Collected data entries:
----------

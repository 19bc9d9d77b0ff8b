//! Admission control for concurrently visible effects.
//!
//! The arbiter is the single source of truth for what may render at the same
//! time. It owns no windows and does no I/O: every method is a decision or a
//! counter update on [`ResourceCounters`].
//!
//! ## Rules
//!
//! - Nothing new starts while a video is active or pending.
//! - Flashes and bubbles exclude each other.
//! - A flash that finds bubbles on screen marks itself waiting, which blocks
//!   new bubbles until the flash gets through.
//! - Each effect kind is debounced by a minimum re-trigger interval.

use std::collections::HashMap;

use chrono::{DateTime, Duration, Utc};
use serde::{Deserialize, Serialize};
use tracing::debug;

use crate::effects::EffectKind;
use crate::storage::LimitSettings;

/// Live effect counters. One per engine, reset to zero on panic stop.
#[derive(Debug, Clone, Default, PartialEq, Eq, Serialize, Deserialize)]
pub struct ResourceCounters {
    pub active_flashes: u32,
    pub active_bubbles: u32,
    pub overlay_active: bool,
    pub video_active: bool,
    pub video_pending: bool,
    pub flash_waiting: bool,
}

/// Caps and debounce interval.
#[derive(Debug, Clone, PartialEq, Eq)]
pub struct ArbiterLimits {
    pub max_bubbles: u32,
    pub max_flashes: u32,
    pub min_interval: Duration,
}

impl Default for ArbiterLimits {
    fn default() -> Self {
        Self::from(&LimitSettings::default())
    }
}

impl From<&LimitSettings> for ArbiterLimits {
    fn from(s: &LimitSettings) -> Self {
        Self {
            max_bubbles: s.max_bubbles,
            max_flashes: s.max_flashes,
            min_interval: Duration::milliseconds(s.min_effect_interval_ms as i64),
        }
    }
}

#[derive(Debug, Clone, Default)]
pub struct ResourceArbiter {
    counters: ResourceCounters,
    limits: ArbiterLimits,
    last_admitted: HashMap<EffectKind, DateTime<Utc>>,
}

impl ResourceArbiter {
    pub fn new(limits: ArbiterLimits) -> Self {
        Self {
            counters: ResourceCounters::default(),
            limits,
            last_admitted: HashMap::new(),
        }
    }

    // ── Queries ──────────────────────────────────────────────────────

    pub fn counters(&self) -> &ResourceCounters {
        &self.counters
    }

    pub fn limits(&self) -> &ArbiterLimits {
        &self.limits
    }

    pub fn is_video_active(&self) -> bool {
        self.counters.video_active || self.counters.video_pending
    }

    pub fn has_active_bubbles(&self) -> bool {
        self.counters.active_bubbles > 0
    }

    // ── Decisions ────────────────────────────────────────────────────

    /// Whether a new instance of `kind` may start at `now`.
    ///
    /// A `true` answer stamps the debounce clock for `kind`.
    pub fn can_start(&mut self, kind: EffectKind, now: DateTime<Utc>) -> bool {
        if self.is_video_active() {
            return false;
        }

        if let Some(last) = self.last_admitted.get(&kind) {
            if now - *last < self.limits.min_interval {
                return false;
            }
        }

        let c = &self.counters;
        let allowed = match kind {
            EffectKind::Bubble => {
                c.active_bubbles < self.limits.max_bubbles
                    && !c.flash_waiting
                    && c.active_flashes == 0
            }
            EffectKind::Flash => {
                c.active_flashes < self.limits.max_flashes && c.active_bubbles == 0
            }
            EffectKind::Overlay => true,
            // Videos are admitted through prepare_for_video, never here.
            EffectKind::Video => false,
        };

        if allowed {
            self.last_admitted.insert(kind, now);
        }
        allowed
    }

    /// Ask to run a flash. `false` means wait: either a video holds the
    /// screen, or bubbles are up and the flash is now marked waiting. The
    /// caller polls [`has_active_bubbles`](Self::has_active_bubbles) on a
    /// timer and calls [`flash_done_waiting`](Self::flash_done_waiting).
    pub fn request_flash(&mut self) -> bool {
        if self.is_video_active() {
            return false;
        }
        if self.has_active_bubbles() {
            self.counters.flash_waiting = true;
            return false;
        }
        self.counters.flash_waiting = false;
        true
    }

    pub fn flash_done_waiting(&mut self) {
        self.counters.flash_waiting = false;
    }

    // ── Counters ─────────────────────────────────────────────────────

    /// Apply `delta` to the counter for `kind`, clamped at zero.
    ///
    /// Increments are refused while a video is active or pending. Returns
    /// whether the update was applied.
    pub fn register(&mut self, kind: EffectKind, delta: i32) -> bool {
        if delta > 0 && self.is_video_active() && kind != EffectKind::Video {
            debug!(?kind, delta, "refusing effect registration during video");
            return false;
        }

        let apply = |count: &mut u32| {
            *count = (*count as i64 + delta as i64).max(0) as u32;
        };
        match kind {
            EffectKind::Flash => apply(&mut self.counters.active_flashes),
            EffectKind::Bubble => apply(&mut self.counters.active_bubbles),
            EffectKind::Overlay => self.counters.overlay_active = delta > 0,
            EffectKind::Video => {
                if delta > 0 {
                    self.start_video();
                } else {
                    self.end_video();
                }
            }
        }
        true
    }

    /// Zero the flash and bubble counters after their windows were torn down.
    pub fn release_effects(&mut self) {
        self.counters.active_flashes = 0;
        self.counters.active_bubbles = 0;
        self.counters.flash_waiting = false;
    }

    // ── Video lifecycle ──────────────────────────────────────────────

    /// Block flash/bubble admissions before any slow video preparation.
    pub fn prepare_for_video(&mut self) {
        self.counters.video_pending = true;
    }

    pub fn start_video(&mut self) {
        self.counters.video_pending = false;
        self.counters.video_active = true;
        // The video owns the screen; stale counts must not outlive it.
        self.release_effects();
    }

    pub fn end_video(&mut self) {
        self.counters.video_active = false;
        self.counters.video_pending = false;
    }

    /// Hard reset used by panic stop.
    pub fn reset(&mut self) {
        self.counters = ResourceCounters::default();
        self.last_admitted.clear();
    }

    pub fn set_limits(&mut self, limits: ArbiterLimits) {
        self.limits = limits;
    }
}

----------

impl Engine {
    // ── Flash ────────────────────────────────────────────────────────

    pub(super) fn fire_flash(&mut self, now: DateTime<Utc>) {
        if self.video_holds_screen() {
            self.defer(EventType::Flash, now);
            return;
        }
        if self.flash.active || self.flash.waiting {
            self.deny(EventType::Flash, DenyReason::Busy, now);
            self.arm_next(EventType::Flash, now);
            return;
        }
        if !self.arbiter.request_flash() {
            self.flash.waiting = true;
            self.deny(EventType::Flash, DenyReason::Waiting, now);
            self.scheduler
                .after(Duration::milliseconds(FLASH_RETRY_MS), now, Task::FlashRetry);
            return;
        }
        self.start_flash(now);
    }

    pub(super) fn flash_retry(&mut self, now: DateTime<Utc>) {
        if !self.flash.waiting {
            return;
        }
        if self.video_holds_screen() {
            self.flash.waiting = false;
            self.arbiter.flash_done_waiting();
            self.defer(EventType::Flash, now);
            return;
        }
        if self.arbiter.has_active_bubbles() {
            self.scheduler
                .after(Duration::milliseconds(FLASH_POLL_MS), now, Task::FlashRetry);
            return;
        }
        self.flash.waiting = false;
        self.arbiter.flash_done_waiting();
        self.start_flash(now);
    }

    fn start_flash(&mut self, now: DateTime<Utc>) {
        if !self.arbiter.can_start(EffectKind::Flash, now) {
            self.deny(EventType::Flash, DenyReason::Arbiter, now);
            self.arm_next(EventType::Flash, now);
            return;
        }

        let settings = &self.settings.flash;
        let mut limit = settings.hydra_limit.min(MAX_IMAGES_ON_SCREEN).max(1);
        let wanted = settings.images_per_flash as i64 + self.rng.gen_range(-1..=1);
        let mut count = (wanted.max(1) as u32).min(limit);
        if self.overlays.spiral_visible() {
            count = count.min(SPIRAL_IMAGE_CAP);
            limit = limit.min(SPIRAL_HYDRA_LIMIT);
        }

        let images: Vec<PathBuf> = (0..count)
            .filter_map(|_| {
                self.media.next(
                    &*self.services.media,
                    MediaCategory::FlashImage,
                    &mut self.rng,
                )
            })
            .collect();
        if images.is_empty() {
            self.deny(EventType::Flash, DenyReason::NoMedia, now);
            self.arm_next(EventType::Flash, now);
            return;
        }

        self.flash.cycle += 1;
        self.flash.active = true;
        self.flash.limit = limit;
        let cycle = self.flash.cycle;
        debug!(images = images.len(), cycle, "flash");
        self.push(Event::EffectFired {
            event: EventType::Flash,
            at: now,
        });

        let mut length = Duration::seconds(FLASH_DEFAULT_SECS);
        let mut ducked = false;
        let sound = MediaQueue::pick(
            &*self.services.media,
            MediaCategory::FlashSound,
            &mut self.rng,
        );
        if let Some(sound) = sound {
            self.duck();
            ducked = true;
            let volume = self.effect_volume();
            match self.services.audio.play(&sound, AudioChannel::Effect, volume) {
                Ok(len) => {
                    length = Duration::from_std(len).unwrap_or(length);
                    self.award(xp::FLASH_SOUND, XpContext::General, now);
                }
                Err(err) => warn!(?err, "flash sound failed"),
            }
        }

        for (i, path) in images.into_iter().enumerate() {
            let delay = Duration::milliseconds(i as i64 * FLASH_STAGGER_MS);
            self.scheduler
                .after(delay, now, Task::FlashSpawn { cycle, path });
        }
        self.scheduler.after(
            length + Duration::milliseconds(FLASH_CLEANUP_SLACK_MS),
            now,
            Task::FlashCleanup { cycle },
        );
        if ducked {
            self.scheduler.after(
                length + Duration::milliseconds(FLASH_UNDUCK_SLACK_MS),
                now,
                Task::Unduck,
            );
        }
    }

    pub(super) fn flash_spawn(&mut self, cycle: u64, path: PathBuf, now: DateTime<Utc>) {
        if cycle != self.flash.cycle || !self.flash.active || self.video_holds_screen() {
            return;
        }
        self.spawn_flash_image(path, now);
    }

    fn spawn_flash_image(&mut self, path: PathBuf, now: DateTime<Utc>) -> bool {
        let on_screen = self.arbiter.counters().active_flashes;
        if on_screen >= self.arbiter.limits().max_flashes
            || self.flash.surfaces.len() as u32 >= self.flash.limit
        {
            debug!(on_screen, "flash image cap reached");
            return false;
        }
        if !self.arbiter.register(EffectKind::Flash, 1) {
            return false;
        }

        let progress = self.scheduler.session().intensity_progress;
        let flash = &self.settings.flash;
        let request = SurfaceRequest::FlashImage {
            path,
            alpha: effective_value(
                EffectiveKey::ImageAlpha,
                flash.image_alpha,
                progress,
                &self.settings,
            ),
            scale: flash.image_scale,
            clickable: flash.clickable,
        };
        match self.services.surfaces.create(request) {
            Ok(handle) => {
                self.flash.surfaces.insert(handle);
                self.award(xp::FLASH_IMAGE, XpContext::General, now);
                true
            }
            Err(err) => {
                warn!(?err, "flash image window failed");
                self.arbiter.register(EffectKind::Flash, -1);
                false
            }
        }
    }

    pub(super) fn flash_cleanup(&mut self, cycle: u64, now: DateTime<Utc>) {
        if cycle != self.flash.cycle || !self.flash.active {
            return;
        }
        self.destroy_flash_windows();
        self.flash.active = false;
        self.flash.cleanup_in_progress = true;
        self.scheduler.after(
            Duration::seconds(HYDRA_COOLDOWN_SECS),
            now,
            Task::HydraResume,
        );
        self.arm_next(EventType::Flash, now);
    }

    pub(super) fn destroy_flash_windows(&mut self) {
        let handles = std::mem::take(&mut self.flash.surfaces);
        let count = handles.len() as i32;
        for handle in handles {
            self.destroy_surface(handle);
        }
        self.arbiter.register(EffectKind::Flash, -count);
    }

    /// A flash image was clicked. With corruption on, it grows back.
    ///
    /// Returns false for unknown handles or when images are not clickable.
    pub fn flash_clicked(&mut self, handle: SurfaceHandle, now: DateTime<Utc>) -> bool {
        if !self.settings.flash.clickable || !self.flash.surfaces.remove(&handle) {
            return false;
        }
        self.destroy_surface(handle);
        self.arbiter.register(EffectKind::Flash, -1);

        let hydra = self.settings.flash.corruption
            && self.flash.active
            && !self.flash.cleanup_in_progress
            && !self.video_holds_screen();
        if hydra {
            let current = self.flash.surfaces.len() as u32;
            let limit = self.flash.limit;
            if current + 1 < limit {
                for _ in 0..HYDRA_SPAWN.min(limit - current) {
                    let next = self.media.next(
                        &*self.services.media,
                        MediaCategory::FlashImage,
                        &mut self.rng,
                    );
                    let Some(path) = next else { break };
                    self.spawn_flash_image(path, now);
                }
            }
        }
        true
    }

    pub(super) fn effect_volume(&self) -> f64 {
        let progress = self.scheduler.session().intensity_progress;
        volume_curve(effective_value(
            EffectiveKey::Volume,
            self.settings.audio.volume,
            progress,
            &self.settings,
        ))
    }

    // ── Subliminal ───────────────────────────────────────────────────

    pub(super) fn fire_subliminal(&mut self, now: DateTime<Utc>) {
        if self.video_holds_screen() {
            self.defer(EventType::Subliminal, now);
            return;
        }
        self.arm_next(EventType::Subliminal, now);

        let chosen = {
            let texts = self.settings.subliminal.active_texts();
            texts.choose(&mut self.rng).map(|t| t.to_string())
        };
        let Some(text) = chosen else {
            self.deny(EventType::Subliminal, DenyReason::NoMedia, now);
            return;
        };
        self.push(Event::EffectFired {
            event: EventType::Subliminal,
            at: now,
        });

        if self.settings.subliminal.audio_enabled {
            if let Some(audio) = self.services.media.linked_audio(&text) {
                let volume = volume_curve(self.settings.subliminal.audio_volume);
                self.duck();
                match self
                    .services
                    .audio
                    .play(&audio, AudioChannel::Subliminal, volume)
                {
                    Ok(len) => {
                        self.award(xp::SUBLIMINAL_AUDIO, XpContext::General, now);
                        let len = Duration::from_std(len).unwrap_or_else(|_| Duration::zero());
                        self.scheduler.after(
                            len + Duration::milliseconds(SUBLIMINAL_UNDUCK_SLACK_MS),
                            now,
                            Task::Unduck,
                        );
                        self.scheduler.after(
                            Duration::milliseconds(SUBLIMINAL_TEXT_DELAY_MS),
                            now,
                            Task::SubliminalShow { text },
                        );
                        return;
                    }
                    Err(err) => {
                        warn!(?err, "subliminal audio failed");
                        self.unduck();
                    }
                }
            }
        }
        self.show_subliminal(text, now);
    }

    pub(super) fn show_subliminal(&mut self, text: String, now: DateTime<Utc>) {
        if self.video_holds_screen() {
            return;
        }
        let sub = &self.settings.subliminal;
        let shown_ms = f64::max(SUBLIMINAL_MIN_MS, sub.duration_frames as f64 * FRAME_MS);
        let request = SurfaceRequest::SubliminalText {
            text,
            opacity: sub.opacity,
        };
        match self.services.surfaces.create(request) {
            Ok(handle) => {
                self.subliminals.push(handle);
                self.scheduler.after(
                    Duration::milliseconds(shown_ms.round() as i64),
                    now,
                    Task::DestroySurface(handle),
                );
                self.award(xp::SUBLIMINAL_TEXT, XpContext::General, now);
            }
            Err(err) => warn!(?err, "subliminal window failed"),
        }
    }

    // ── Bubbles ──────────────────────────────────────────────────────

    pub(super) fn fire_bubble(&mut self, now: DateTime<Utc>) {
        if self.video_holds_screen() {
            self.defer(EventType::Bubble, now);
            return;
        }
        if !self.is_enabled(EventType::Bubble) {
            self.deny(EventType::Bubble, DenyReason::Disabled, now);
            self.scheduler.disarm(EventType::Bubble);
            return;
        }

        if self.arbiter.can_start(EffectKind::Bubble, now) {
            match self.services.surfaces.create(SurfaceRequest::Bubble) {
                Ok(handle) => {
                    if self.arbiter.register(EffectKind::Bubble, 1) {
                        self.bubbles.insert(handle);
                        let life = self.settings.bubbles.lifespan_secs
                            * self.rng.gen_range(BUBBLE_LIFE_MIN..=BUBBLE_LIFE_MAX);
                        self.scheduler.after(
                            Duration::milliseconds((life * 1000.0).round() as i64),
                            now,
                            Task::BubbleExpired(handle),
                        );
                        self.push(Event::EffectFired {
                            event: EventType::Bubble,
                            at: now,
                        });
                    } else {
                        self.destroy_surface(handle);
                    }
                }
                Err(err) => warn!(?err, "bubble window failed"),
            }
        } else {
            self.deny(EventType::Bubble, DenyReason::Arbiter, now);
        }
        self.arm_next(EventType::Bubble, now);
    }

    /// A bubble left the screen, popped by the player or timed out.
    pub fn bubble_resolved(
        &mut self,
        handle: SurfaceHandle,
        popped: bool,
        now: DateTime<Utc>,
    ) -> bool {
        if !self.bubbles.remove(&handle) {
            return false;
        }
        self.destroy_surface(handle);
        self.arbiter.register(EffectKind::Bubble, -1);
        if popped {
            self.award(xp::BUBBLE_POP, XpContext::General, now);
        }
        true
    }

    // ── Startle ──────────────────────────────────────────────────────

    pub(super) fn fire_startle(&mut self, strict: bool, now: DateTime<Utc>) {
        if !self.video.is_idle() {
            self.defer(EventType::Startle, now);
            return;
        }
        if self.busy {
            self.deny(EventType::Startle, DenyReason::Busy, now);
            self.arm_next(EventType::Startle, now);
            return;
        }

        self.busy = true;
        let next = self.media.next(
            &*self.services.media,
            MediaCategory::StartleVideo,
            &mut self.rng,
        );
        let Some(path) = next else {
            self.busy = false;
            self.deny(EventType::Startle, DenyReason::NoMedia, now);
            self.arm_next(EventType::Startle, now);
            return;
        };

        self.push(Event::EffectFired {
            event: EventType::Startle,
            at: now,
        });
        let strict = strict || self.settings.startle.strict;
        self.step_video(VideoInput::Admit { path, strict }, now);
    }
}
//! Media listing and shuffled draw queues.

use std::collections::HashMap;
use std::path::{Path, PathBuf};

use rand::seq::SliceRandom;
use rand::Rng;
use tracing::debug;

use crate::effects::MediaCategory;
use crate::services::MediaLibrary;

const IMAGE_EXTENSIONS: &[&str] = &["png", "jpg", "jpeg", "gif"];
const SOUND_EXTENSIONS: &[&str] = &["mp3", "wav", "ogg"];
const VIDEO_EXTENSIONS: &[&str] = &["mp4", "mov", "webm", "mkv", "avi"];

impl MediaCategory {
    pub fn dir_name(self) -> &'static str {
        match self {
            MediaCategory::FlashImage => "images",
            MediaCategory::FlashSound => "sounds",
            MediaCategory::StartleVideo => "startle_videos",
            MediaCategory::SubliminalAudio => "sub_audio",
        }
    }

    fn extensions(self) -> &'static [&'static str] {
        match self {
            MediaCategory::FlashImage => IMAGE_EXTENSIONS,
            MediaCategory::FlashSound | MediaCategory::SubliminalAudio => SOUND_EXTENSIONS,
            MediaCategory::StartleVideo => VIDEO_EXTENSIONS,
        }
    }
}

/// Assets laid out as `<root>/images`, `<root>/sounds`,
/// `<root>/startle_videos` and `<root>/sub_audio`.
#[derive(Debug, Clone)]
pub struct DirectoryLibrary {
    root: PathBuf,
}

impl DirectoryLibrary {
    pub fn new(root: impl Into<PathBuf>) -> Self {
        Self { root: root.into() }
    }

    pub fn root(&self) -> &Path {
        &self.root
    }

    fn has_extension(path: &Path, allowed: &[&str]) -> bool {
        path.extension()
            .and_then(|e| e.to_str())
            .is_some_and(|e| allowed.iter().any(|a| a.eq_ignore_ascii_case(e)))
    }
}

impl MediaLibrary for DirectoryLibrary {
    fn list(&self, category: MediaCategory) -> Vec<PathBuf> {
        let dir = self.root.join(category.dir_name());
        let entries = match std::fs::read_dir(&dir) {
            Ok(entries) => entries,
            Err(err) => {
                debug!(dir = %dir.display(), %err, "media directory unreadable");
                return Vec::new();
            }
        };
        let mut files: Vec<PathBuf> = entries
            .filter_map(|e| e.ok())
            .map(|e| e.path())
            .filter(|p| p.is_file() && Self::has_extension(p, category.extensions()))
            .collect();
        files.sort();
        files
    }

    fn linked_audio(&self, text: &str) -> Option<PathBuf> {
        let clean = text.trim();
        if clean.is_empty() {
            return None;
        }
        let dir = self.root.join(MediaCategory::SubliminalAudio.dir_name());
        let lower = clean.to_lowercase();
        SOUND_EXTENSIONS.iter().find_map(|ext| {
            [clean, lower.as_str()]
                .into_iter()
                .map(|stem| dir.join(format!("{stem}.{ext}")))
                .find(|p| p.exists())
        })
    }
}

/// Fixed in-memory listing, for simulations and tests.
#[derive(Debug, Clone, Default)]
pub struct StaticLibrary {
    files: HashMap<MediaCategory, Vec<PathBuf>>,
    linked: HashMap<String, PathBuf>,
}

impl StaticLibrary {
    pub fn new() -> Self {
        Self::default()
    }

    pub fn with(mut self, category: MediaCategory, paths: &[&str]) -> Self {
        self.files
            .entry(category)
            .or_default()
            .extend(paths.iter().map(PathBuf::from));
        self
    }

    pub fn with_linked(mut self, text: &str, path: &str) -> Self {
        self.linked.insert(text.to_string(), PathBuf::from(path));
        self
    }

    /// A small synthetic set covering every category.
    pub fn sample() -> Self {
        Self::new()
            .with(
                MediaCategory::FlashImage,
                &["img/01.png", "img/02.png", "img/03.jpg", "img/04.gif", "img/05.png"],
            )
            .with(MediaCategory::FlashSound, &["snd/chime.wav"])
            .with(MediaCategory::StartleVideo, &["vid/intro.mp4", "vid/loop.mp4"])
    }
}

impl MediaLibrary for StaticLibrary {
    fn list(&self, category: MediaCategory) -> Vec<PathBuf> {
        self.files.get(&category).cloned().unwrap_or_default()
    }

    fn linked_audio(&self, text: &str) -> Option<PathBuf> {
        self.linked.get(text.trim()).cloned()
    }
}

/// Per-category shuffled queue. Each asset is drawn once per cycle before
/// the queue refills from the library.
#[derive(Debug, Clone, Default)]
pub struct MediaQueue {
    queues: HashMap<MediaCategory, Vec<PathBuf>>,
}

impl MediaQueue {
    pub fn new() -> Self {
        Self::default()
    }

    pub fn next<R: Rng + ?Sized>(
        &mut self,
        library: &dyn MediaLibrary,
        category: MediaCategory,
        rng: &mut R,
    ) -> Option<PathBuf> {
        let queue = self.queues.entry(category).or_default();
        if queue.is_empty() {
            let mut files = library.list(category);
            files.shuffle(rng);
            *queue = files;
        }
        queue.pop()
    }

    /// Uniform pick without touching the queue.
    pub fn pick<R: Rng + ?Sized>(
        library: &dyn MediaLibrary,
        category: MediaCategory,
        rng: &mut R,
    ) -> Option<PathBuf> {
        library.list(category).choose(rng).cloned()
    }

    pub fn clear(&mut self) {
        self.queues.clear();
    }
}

----------

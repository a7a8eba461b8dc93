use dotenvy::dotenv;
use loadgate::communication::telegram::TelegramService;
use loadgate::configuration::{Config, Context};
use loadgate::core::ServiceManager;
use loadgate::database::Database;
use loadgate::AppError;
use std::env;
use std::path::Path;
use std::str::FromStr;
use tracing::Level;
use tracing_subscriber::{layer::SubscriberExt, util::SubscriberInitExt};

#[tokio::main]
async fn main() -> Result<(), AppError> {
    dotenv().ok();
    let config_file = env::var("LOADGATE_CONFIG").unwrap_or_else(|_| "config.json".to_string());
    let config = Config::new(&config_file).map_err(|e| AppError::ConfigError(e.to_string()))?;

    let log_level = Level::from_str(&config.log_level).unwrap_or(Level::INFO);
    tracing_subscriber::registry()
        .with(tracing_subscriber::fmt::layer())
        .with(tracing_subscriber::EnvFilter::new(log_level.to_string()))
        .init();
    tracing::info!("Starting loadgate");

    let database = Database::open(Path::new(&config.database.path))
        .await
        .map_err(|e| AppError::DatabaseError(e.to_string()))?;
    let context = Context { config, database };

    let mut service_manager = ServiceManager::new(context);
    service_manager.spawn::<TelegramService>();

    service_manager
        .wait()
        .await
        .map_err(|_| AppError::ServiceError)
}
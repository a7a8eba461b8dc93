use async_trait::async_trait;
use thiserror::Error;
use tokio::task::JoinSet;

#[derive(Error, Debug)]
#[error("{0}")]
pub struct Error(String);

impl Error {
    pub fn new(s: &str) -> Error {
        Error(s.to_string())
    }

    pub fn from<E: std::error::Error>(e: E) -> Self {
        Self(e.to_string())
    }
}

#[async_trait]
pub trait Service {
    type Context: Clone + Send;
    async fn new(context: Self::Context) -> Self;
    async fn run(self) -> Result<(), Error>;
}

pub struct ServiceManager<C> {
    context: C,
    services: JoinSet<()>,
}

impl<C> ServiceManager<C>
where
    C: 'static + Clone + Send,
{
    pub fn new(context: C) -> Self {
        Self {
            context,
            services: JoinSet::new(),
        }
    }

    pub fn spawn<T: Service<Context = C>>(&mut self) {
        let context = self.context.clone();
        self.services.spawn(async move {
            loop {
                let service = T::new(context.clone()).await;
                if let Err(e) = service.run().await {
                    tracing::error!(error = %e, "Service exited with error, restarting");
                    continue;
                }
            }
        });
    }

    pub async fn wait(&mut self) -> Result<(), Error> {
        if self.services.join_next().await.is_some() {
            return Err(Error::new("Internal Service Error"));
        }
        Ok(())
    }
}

----------

What you are asked to do – Search the data for "corruption". Copy each line that has it.

Output for this exercise –
    /// A flash image was clicked. With corruption on, it grows back.
        let hydra = self.settings.flash.corruption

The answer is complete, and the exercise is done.